The daily output of oil in the United States is close to 12 million barrels. It will have increased by almost a million barrels per day by the end of this year compared to when President Biden began office, and it is on track to hit a new annual peak in 2023. Nevertheless, a number of industry players have expressed anxiety about investing in manufacturing when prices may decline in the future, especially given the high pricing of today.
The West Texas Intermediate (WTI) crude oil price must be between $67 and $72 per barrel for the Administration to employ SPR repurchases to boost the world’s demand for crude oil. The SPR will be repurchasing at a lower price than recent sales, potentially enabling it to repurchase more oil than it was able to release with sale profits. This will safeguard public interests. Additionally, it will encourage immediate investment and help allay producer worries about a future with an uncertain demand.
A first-of-its-kind rule that DOE has established permits it to negotiate fixed-price agreements with suppliers through a process of open bidding in order to repurchase oil for upcoming delivery periods. When supply is less erratic and prices are predicted to decline, this new authority will support oil demand. The new rule permits DOE to enter into a contract now for oil delivery in mid-2024 at, near, or less than, say, the market price of $70 per barrel for delivery in mid-2024. With an initial delivery of repurchased oil in 2024 or 2025, DOE intends to use this power to engage into contracts to repurchase oil for the SPR, with a target price of roughly $67 to $72 per barrel or less.

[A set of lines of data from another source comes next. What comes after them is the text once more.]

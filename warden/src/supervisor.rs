//! The process that actually runs the tracking loop.
//!
//! The supervisor lives in its own session as root, with fds 0 and 1
//! wired to the process that launched it. Startup is a handshake: once
//! the kernel subscription is live it writes a single `'0'` byte to
//! fd 1 and parks both fds on `/dev/null`. If anything fails before
//! that byte is written the launcher reads EOF and reports failure;
//! after the byte there is nobody left to tell, so failures are only
//! logged.

use std::fs::{File, OpenOptions};
use std::os::fd::BorrowedFd;

use anyhow::{Context, Result};
use nix::errno::Errno;
use nix::sys::stat::{Mode, umask};
use nix::unistd::{
    ForkResult, Gid, Pid, Uid, chdir, dup2_stderr, dup2_stdin, dup2_stdout, fork, getpid,
    setresgid, setresuid, setsid, write,
};
use tracing::{info, warn};
use warden_core::tree::ProcessTree;

use crate::events::EventSocket;

/// Written to fd 1 once the kernel subscription is established.
const READY_BYTE: u8 = b'0';

/// Our end of the launcher's child-to-parent pipe.
const HANDSHAKE_OUT_FD: i32 = 1;

/// Turns the current process into a detached root daemon: root
/// real/effective ids, its own session, the root directory as cwd, and
/// stderr parked on `/dev/null`. Fds 0 and 1 are left alone, they carry
/// the launcher handshake. Returns in the surviving grandchild only.
pub fn detach() -> Result<()> {
    // The connector multicast group refuses non-root listeners, and the
    // reap must be able to kill any uid's processes.
    setresgid(Gid::from_raw(0), Gid::from_raw(0), Gid::from_raw(0))
        .context("failed to set real/effective gid to root")?;
    setresuid(Uid::from_raw(0), Uid::from_raw(0), Uid::from_raw(0))
        .context("failed to set real/effective uid to root")?;

    match unsafe { fork() }.context("failed to fork into the background")? {
        ForkResult::Parent { .. } => {
            // The intermediate process has done its job: its exit is
            // what frees the launcher from us.
            unsafe { libc::_exit(0) }
        }
        ForkResult::Child => {}
    }

    umask(Mode::empty());
    setsid().context("failed to create a new session")?;
    chdir("/").context("failed to change to the root directory")?;
    let null = OpenOptions::new()
        .write(true)
        .open("/dev/null")
        .context("failed to open /dev/null")?;
    dup2_stderr(&null).context("failed to silence stderr")?;
    Ok(())
}

/// Runs the subscription and tracking loop to completion.
///
/// Assumes fd 1 leads to whoever is waiting for the readiness byte: the
/// launcher wires it up explicitly, and the standalone binary is
/// expected to be spawned that way.
pub fn run(watched: Pid, trigger: Pid) -> Result<()> {
    info!(
        supervisor = getpid().as_raw(),
        watched = watched.as_raw(),
        trigger = trigger.as_raw(),
        "monitoring process tree"
    );

    let mut socket = EventSocket::open().context("failed to open the event socket")?;
    socket
        .install_filter()
        .context("failed to install the event filter")?;
    socket
        .subscribe()
        .context("failed to subscribe to process events")?;

    write_readiness().context("failed to report readiness to the caller")?;
    park_handshake_fds().context("failed to release the handshake fds")?;

    let mut tree = ProcessTree::new(watched, trigger);
    let result = pump_events(&mut socket, &mut tree);

    if let Err(err) = socket.unsubscribe() {
        warn!(%err, "failed to unsubscribe from process events");
    }
    match &result {
        Ok(()) => info!(watched = watched.as_raw(), "process tree drained"),
        Err(err) => warn!(watched = watched.as_raw(), err = ?err, "tracking aborted"),
    }
    result
}

fn pump_events(socket: &mut EventSocket, tree: &mut ProcessTree) -> Result<()> {
    loop {
        // Block while anything is alive. Once the tree reports drained,
        // flush whatever is still queued and stop on the first empty
        // receive.
        match socket.next_event(tree.done())? {
            Some(event) => tree.apply(event),
            None => return Ok(()),
        }
    }
}

fn write_readiness() -> Result<(), Errno> {
    // Fd 1 is the handshake pipe, not a file we own.
    let handshake = unsafe { BorrowedFd::borrow_raw(HANDSHAKE_OUT_FD) };
    loop {
        match write(handshake, &[READY_BYTE]) {
            Ok(_) => return Ok(()),
            Err(Errno::EINTR) => continue,
            Err(err) => return Err(err),
        }
    }
}

/// Parks both handshake fds on `/dev/null` so nothing later in the
/// supervisor's life can write into the launcher's pipes by accident.
fn park_handshake_fds() -> Result<()> {
    let null_in = File::open("/dev/null").context("failed to open /dev/null")?;
    dup2_stdin(&null_in).context("failed to park stdin")?;
    let null_out = OpenOptions::new()
        .write(true)
        .open("/dev/null")
        .context("failed to open /dev/null")?;
    dup2_stdout(&null_out).context("failed to park stdout")?;
    Ok(())
}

Furthermore, DOE is ready to supplement its future fixed-price contracts as necessary by engaging in additional SPR repurchases at periods when the price of oil for current delivery falls to around $67 to $72 per barrel or below.
By refilling the SPR at a lesser cost than the barrels sold, this strategy benefits the taxpayers. And it’s a victory for energy security because it gives producers who sign the contracts more assurance that there will be a market for oil going forward, which will help them make investment decisions today and encourage the production increases that are required at a time when Putin’s war is still upsetting the world’s energy markets.